Work to be completed:
Your task is to quote the records from their first line through the line containing "use std::path::Path;", with nothing added or left out.

Stored items
====
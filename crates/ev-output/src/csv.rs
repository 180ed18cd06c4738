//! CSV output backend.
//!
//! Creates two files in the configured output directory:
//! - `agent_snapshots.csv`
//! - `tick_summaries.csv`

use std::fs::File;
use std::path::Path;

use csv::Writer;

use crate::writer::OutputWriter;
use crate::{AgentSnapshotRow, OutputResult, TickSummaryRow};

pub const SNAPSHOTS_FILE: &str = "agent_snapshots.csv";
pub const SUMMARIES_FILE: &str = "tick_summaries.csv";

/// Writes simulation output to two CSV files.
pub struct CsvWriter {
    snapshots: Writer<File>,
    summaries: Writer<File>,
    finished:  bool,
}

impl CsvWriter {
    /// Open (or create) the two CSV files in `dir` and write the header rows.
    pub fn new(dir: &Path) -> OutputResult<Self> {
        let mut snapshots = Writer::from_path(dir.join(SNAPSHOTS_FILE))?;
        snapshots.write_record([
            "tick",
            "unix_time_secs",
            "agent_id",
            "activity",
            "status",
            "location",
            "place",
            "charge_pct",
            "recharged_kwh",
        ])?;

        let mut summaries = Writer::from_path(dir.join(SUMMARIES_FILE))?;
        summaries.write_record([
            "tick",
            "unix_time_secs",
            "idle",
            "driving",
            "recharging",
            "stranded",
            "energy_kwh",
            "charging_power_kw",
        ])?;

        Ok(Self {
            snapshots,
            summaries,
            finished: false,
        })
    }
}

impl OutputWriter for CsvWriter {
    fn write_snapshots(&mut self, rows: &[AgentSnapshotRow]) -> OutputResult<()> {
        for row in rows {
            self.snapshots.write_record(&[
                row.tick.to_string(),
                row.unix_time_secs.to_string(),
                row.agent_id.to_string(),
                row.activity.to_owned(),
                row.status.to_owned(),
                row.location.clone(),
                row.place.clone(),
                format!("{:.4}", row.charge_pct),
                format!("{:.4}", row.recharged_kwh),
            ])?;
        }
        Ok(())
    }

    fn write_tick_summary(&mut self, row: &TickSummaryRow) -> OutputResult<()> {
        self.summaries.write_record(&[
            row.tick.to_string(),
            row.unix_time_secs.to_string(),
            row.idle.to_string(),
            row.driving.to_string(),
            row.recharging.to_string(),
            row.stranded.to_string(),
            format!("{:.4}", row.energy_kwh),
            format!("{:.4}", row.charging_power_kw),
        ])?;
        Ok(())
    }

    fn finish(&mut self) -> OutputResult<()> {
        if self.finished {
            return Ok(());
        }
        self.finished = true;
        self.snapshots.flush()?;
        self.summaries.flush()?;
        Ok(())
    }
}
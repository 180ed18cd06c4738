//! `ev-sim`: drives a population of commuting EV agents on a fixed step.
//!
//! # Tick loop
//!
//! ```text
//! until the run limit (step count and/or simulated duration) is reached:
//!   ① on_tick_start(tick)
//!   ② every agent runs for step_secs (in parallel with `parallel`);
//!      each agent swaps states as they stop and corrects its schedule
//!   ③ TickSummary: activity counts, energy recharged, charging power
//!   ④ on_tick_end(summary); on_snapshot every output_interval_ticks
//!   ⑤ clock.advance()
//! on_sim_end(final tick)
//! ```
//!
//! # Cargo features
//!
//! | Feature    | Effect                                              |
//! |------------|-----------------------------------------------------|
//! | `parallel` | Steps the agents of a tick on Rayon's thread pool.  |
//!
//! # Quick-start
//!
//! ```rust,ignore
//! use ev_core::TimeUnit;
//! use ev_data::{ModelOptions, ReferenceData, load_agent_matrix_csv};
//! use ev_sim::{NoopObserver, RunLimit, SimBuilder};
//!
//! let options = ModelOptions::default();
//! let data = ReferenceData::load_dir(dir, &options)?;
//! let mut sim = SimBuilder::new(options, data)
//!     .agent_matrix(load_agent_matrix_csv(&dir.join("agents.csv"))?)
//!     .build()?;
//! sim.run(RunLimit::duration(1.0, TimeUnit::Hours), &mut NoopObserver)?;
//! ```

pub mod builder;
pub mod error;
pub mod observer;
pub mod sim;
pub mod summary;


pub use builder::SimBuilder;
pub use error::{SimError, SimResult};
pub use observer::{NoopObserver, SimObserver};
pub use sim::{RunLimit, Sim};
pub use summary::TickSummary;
====
Answer:
filename crates/ev-output/src/csv.rs
repository 180ed18cd06c4738
//! CSV output backend.
//!
//! Creates two files in the configured output directory:
//! - `agent_snapshots.csv`
//! - `tick_summaries.csv`

use std::fs::File;
use std::path::Path;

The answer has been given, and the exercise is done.